ABOUT THIS TASK: Your response must be made up of each line in the data below that contains the string "assertions".
'''
//! Test double for [`HealthReporter`] that records structured events for assertions.

use std::sync::Mutex;

use rpcd_config::Config;
use rpcd_core::{Directory, SkippedEntry};

use crate::bootstrap::BootstrapError;
use crate::health::HealthReporter;

/// Structured health events tracked during scenarios.
#[derive(Debug, Clone, PartialEq, Eq, Hash)]
pub enum HealthEvent {
    /// Bootstrap started.
    BootstrapStarting,
    /// Bootstrap completed with the given number of modules.
    BootstrapSucceeded { modules: usize },
    /// Bootstrap failed with an error description.
    BootstrapFailed(String),
    /// A module directory was scanned.
    DirectoryLoaded { name: String, modules: usize },
    /// A directory entry was not loaded.
    EntrySkipped { path: String },
    /// Modules were de-initialised.
    ModulesReleased { failures: usize },
}

/// Records health events for assertions.
#[derive(Debug, Default)]
pub struct RecordingHealthReporter {
    events: Mutex<Vec<HealthEvent>>,
}

impl RecordingHealthReporter {
    /// Captures a copy of the recorded events.
    #[must_use]
    pub fn events(&self) -> Vec<HealthEvent> {
        self.events
            .lock()
            .expect("health reporter mutex poisoned")
            .clone()
    }

    fn record(&self, event: HealthEvent) {
        self.events
            .lock()
            .expect("health reporter mutex poisoned")
            .push(event);
    }
}

impl HealthReporter for RecordingHealthReporter {
    fn bootstrap_starting(&self) {
        self.record(HealthEvent::BootstrapStarting);
    }

    fn bootstrap_succeeded(&self, _config: &Config, modules: usize) {
        self.record(HealthEvent::BootstrapSucceeded { modules });
    }

    fn bootstrap_failed(&self, error: &BootstrapError) {
        self.record(HealthEvent::BootstrapFailed(error.to_string()));
    }

    fn directory_loaded(&self, directory: &Directory) {
        self.record(HealthEvent::DirectoryLoaded {
            name: directory.name().to_owned(),
            modules: directory.modules().count(),
        });
    }

    fn entry_skipped(&self, _directory: &Directory, entry: &SkippedEntry) {
        self.record(HealthEvent::EntrySkipped {
            path: entry.path.to_string(),
        });
    }

    fn modules_released(&self, failures: usize) {
        self.record(HealthEvent::ModulesReleased { failures });
    }
}
//! Shared value model for the rpcd daemon.
//!
//! Every request parameter set and every reply travels through the daemon as
//! a [`Value`]: a closed, dynamically tagged union covering the JSON data
//! model plus a dedicated error variant. The crate also defines the JSON-RPC
//! derived error taxonomy ([`ErrorCode`], [`RpcError`]) shared by the wire
//! codecs, the dispatcher and the module implementations.
//!
//! Conversions between variants are explicit. [`Value::coerce`] implements the
//! fixed coercion table used by the parameter firewall and [`Value::render`]
//! produces the canonical string rendering used for regex checks and for
//! passing parameters to shell modules.
//!
//! # Example
//!
//! ```
//! use rpcd_types::{Value, ValueKind};
//!
//! let value = Value::from("42");
//! let coerced = value.coerce(ValueKind::Int).expect("int is coercible");
//! assert_eq!(coerced, Value::Int(42));
//! assert_eq!(Value::Double(2.5).render(), "2.5");
//! ```

pub mod error;
mod json;
pub mod value;

pub use self::error::{ErrorCode, RpcError, TypeError};
pub use self::value::{Map, Value, ValueKind};
//! Declarative parameter validation.
//!
//! A rule names a parameter, whether it must be present, the kind it must
//! have and an optional pattern its rendering must match. Rules are applied
//! in order and the first failure ends evaluation. Wrong kinds are coerced
//! in place, so a second pass over the same parameters changes nothing.

use std::fmt;

use regex::Regex;
use rpcd_types::{ErrorCode, Map, RpcError, Value, ValueKind};

use crate::error::FirewallError;

/// Key of a configuration fragment holding extra rules.
pub const FIREWALL_KEY: &str = "firewall";

/// Message used when parameters are not a map.
pub const EXPECTED_OBJECT: &str = "Expected parameters in object form";
/// Message used when a required parameter is absent.
pub const PARAMETER_REQUIRED: &str = "Parameter required";
/// Message used when a parameter does not match its pattern.
pub const INVALID_VALUE: &str = "Invalid value";

/// Validation rule for one parameter.
#[derive(Clone)]
pub struct FirewallRule {
    name: String,
    required: bool,
    kind: Option<ValueKind>,
    pattern: Option<Regex>,
}

impl FirewallRule {
    /// An optional rule with no type or pattern constraint.
    #[must_use]
    pub fn new(name: impl Into<String>) -> Self {
        Self {
            name: name.into(),
            required: false,
            kind: None,
            pattern: None,
        }
    }

    /// Marks the parameter as required.
    #[must_use]
    pub const fn required(mut self) -> Self {
        self.required = true;
        self
    }

    /// Requires the parameter to have `kind`, coercing when it does not.
    #[must_use]
    pub const fn with_kind(mut self, kind: ValueKind) -> Self {
        self.kind = Some(kind);
        self
    }

    /// Requires the parameter's rendering to match `pattern`.
    ///
    /// # Errors
    ///
    /// Returns [`FirewallError::InvalidPattern`] when the pattern does not
    /// compile.
    pub fn with_pattern(mut self, pattern: &str) -> Result<Self, FirewallError> {
        let regex = Regex::new(pattern).map_err(|source| FirewallError::InvalidPattern {
            name: self.name.clone(),
            source: Box::new(source),
        })?;
        self.pattern = Some(regex);
        Ok(self)
    }

    /// Parameter name.
    #[must_use]
    pub fn name(&self) -> &str {
        &self.name
    }

    /// Whether the parameter must be present.
    #[must_use]
    pub const fn is_required(&self) -> bool {
        self.required
    }

    /// Expected kind.
    #[must_use]
    pub const fn kind(&self) -> Option<ValueKind> {
        self.kind
    }

    /// Parses a rule from a `{name, required, type, regex}` table.
    ///
    /// # Errors
    ///
    /// Returns [`FirewallError`] when the table is malformed.
    pub fn from_value(value: &Value) -> Result<Self, FirewallError> {
        let table = value
            .as_map()
            .ok_or(FirewallError::NotATable { kind: value.kind() })?;
        let name = table
            .get("name")
            .and_then(Value::as_str)
            .filter(|name| !name.is_empty())
            .ok_or(FirewallError::MissingName)?;

        let mut rule = Self::new(name);
        if table
            .get("required")
            .and_then(|flag| flag.coerce(ValueKind::Bool).ok())
            == Some(Value::Bool(true))
        {
            rule = rule.required();
        }
        if let Some(kind_name) = table.get("type").map(Value::render) {
            let kind = kind_name
                .parse()
                .map_err(|source| FirewallError::InvalidKind {
                    name: name.to_owned(),
                    source,
                })?;
            rule = rule.with_kind(kind);
        }
        match table.get("regex").map(Value::render) {
            Some(pattern) => rule.with_pattern(&pattern),
            None => Ok(rule),
        }
    }

    /// Reads the `firewall` list of a configuration fragment.
    ///
    /// A missing key yields no rules.
    ///
    /// # Errors
    ///
    /// Returns [`FirewallError`] for the first malformed entry.
    pub fn from_fragment(fragment: &Map) -> Result<Vec<Self>, FirewallError> {
        match fragment.get(FIREWALL_KEY) {
            None | Some(Value::Null) => Ok(Vec::new()),
            Some(Value::List(rules)) => rules.iter().map(Self::from_value).collect(),
            Some(single) => Ok(vec![Self::from_value(single)?]),
        }
    }

    fn apply(&self, params: &mut Map) -> Result<(), RpcError> {
        let Some(value) = params.get_mut(&self.name) else {
            if self.required {
                return Err(self.failure(PARAMETER_REQUIRED));
            }
            return Ok(());
        };

        if let Some(kind) = self.kind
            && value.kind() != kind
        {
            *value = value.coerce(kind).map_err(|error| {
                RpcError::from_code(ErrorCode::InternalError).with_data(error.to_string())
            })?;
        }

        match &self.pattern {
            Some(pattern) if !pattern.is_match(&value.render()) => {
                Err(self.failure(INVALID_VALUE))
            }
            _ => Ok(()),
        }
    }

    fn failure(&self, message: &str) -> RpcError {
        RpcError::from_code(ErrorCode::InvalidParams)
            .with_message(message)
            .with_data(self.name.clone())
    }
}

impl fmt::Debug for FirewallRule {
    fn fmt(&self, f: &mut fmt::Formatter<'_>) -> fmt::Result {
        f.debug_struct("FirewallRule")
            .field("name", &self.name)
            .field("required", &self.required)
            .field("kind", &self.kind)
            .field("pattern", &self.pattern.as_ref().map(Regex::as_str))
            .finish()
    }
}

/// Validates `params` against `rules`, coercing values in place.
///
/// # Errors
///
/// Returns an invalid-params [`RpcError`] naming the offending parameter, or
/// an internal error when a rule asks for a kind that has no coercion.
pub fn evaluate(params: &mut Value, rules: &[FirewallRule]) -> Result<(), RpcError> {
    if rules.is_empty() {
        return Ok(());
    }
    let Some(map) = params.as_map_mut() else {
        return Err(RpcError::from_code(ErrorCode::InvalidParams).with_message(EXPECTED_OBJECT));
    };
    rules.iter().try_for_each(|rule| rule.apply(map))
}

#[cfg(test)]
mod tests;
'''
RESPONSE:
//! Test double for [`HealthReporter`] that records structured events for assertions.
/// Records health events for assertions.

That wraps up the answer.